** DATA FOR THIS EXERCISE follows **
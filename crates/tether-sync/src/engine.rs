//! The sync engine: applies backend pushes to the session store.
//!
//! All remote ids are normalized to lowercase before any store access.
//! Summary, system, and queue bookkeeping messages are filtered out before
//! counting or persisting.

use std::sync::Arc;

use tracing::{debug, warn};

use tether_core::content::ConversationMessage;
use tether_core::protocol::SessionEntry;

use crate::clock::Clock;
use crate::record::{MessageRecord, MessageRole, SessionRecord};
use crate::render::{MessageClass, classify, render};
use crate::store::{Result, SessionStore};

/// Applies the live-update, history-replay, list-sync, creation, and reset
/// write paths to a [`SessionStore`].
pub struct SyncEngine {
    store: Arc<dyn SessionStore>,
    clock: Arc<dyn Clock>,
}

impl SyncEngine {
    /// Create an engine over the given store and clock.
    #[must_use]
    pub fn new(store: Arc<dyn SessionStore>, clock: Arc<dyn Clock>) -> Self {
        Self { store, clock }
    }

    /// Apply a `session_updated` push: append the kept messages and advance
    /// the session's recency.
    ///
    /// A push for a remote id with no local record creates a placeholder
    /// first — updates can race ahead of a listing sync and must not lose
    /// messages. Returns the number of messages appended.
    pub async fn apply_live_update(
        &self,
        remote_session_id: &str,
        messages: &[ConversationMessage],
    ) -> Result<usize> {
        self.apply_batch(remote_session_id, messages, true).await
    }

    /// Apply a `session_history` backfill: append the kept messages without
    /// touching last-modified, preserving directory ordering.
    pub async fn apply_history(
        &self,
        remote_session_id: &str,
        messages: &[ConversationMessage],
    ) -> Result<usize> {
        self.apply_batch(remote_session_id, messages, false).await
    }

    async fn apply_batch(
        &self,
        remote_session_id: &str,
        messages: &[ConversationMessage],
        advance_timestamp: bool,
    ) -> Result<usize> {
        let id = remote_session_id.to_lowercase();
        let records = filter_and_render(messages);
        if records.is_empty() {
            debug!(remote_session_id = %id, total = messages.len(), "batch had no persistable messages");
            return Ok(0);
        }
        if self.store.find_session(&id).await?.is_none() {
            debug!(remote_session_id = %id, "creating placeholder for unseen session");
            self.store
                .upsert_session(SessionRecord::placeholder(id.clone(), self.clock.now()))
                .await?;
        }
        let appended = records.len();
        self.store
            .append_messages(&id, records, advance_timestamp)
            .await?;
        debug!(remote_session_id = %id, appended, advance_timestamp, "applied message batch");
        Ok(appended)
    }

    /// Apply a `session_list` sync: upsert display metadata for every
    /// listed session and clear the locally-originated flag on matches.
    /// Local records absent from the listing are left untouched.
    pub async fn apply_session_list(&self, entries: &[SessionEntry]) -> Result<()> {
        for entry in entries {
            let Some(id) = entry.id.as_deref() else {
                debug!("session_list entry without id skipped");
                continue;
            };
            let id = id.to_lowercase();
            let record = match self.store.find_session(&id).await? {
                Some(mut existing) => {
                    if let Some(name) = &entry.name {
                        existing.name.clone_from(name);
                    }
                    if let Some(dir) = &entry.working_directory {
                        existing.working_directory.clone_from(dir);
                    }
                    if let Some(modified) = entry.last_modified {
                        existing.last_modified = modified;
                    }
                    // The backend knows this session now
                    existing.locally_originated = false;
                    existing
                }
                None => self.record_from_entry(&id, entry),
            };
            self.store.upsert_session(record).await?;
        }
        debug!(entries = entries.len(), "applied session list sync");
        Ok(())
    }

    /// Apply a `session_created` push: insert a record with full metadata
    /// if none exists. A payload without an id is ignored.
    pub async fn apply_session_created(&self, entry: &SessionEntry) -> Result<()> {
        let Some(id) = entry.id.as_deref() else {
            warn!("session_created without id ignored");
            return Ok(());
        };
        let id = id.to_lowercase();
        if self.store.find_session(&id).await?.is_some() {
            debug!(remote_session_id = %id, "session_created for known session, keeping existing record");
            return Ok(());
        }
        self.store
            .upsert_session(self.record_from_entry(&id, entry))
            .await?;
        debug!(remote_session_id = %id, "created session from push");
        Ok(())
    }

    /// Delete every local record and its messages — used on backend
    /// endpoint change to prevent cross-backend history mixing.
    pub async fn clear_all(&self) -> Result<()> {
        self.store.clear_all().await?;
        debug!("cleared all local session state");
        Ok(())
    }

    fn record_from_entry(&self, normalized_id: &str, entry: &SessionEntry) -> SessionRecord {
        SessionRecord {
            remote_session_id: normalized_id.to_owned(),
            name: entry.name.clone().unwrap_or_default(),
            working_directory: entry.working_directory.clone().unwrap_or_default(),
            last_modified: entry.last_modified.unwrap_or_else(|| self.clock.now()),
            message_count: entry.message_count.unwrap_or(0),
            preview: entry.preview.clone(),
            unread_count: 0,
            locally_originated: false,
            deleted: false,
        }
    }
}

/// Keep only user/assistant/tool-result messages, rendered for display.
fn filter_and_render(messages: &[ConversationMessage]) -> Vec<MessageRecord> {
    messages
        .iter()
        .filter_map(|message| {
            let class = classify(message)?;
            let role = match class {
                MessageClass::User => MessageRole::User,
                MessageClass::Assistant => MessageRole::Assistant,
                MessageClass::ToolResult => MessageRole::ToolResult,
                MessageClass::Summary | MessageClass::System | MessageClass::QueueOperation => {
                    return None;
                }
            };
            Some(MessageRecord::new(role, render(message)))
        })
        .collect()
}

// ─────────────────────────────────────────────────────────────────────────────
// Tests
// ─────────────────────────────────────────────────────────────────────────────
** End of DATA FOR THIS EXERCISE **
WHAT TO DO.
Write out every record exactly as it appears above.

RESULT OF THE TASK.
filename crates/tether-sync/src/engine.rs
//! The sync engine: applies backend pushes to the session store.
//!
//! All remote ids are normalized to lowercase before any store access.
//! Summary, system, and queue bookkeeping messages are filtered out before
//! counting or persisting.

use std::sync::Arc;

use tracing::{debug, warn};

use tether_core::content::ConversationMessage;
use tether_core::protocol::SessionEntry;

use crate::clock::Clock;
use crate::record::{MessageRecord, MessageRole, SessionRecord};
use crate::render::{MessageClass, classify, render};
use crate::store::{Result, SessionStore};

/// Applies the live-update, history-replay, list-sync, creation, and reset
/// write paths to a [`SessionStore`].
pub struct SyncEngine {
    store: Arc<dyn SessionStore>,
    clock: Arc<dyn Clock>,
}

impl SyncEngine {
    /// Create an engine over the given store and clock.
    #[must_use]
    pub fn new(store: Arc<dyn SessionStore>, clock: Arc<dyn Clock>) -> Self {
        Self { store, clock }
    }

    /// Apply a `session_updated` push: append the kept messages and advance
    /// the session's recency.
    ///
    /// A push for a remote id with no local record creates a placeholder
    /// first — updates can race ahead of a listing sync and must not lose
    /// messages. Returns the number of messages appended.
    pub async fn apply_live_update(
        &self,
        remote_session_id: &str,
        messages: &[ConversationMessage],
    ) -> Result<usize> {
        self.apply_batch(remote_session_id, messages, true).await
    }

    /// Apply a `session_history` backfill: append the kept messages without
    /// touching last-modified, preserving directory ordering.
    pub async fn apply_history(
        &self,
        remote_session_id: &str,
        messages: &[ConversationMessage],
    ) -> Result<usize> {
        self.apply_batch(remote_session_id, messages, false).await
    }

    async fn apply_batch(
        &self,
        remote_session_id: &str,
        messages: &[ConversationMessage],
        advance_timestamp: bool,
    ) -> Result<usize> {
        let id = remote_session_id.to_lowercase();
        let records = filter_and_render(messages);
        if records.is_empty() {
            debug!(remote_session_id = %id, total = messages.len(), "batch had no persistable messages");
            return Ok(0);
        }
        if self.store.find_session(&id).await?.is_none() {
            debug!(remote_session_id = %id, "creating placeholder for unseen session");
            self.store
                .upsert_session(SessionRecord::placeholder(id.clone(), self.clock.now()))
                .await?;
        }
        let appended = records.len();
        self.store
            .append_messages(&id, records, advance_timestamp)
            .await?;
        debug!(remote_session_id = %id, appended, advance_timestamp, "applied message batch");
        Ok(appended)
    }

    /// Apply a `session_list` sync: upsert display metadata for every
    /// listed session and clear the locally-originated flag on matches.
    /// Local records absent from the listing are left untouched.
    pub async fn apply_session_list(&self, entries: &[SessionEntry]) -> Result<()> {
        for entry in entries {
            let Some(id) = entry.id.as_deref() else {
                debug!("session_list entry without id skipped");
                continue;
            };
            let id = id.to_lowercase();
            let record = match self.store.find_session(&id).await? {
                Some(mut existing) => {
                    if let Some(name) = &entry.name {
                        existing.name.clone_from(name);
                    }
                    if let Some(dir) = &entry.working_directory {
                        existing.working_directory.clone_from(dir);
                    }
                    if let Some(modified) = entry.last_modified {
                        existing.last_modified = modified;
                    }
                    // The backend knows this session now
                    existing.locally_originated = false;
                    existing
                }
                None => self.record_from_entry(&id, entry),
            };
            self.store.upsert_session(record).await?;
        }
        debug!(entries = entries.len(), "applied session list sync");
        Ok(())
    }

    /// Apply a `session_created` push: insert a record with full metadata
    /// if none exists. A payload without an id is ignored.
    pub async fn apply_session_created(&self, entry: &SessionEntry) -> Result<()> {
        let Some(id) = entry.id.as_deref() else {
            warn!("session_created without id ignored");
            return Ok(());
        };
        let id = id.to_lowercase();
        if self.store.find_session(&id).await?.is_some() {
            debug!(remote_session_id = %id, "session_created for known session, keeping existing record");
            return Ok(());
        }
        self.store
            .upsert_session(self.record_from_entry(&id, entry))
            .await?;
        debug!(remote_session_id = %id, "created session from push");
        Ok(())
    }

    /// Delete every local record and its messages — used on backend
    /// endpoint change to prevent cross-backend history mixing.
    pub async fn clear_all(&self) -> Result<()> {
        self.store.clear_all().await?;
        debug!("cleared all local session state");
        Ok(())
    }

    fn record_from_entry(&self, normalized_id: &str, entry: &SessionEntry) -> SessionRecord {
        SessionRecord {
            remote_session_id: normalized_id.to_owned(),
            name: entry.name.clone().unwrap_or_default(),
            working_directory: entry.working_directory.clone().unwrap_or_default(),
            last_modified: entry.last_modified.unwrap_or_else(|| self.clock.now()),
            message_count: entry.message_count.unwrap_or(0),
            preview: entry.preview.clone(),
            unread_count: 0,
            locally_originated: false,
            deleted: false,
        }
    }
}

/// Keep only user/assistant/tool-result messages, rendered for display.
fn filter_and_render(messages: &[ConversationMessage]) -> Vec<MessageRecord> {
    messages
        .iter()
        .filter_map(|message| {
            let class = classify(message)?;
            let role = match class {
                MessageClass::User => MessageRole::User,
                MessageClass::Assistant => MessageRole::Assistant,
                MessageClass::ToolResult => MessageRole::ToolResult,
                MessageClass::Summary | MessageClass::System | MessageClass::QueueOperation => {
                    return None;
                }
            };
            Some(MessageRecord::new(role, render(message)))
        })
        .collect()
}

// ─────────────────────────────────────────────────────────────────────────────
// Tests
// ─────────────────────────────────────────────────────────────────────────────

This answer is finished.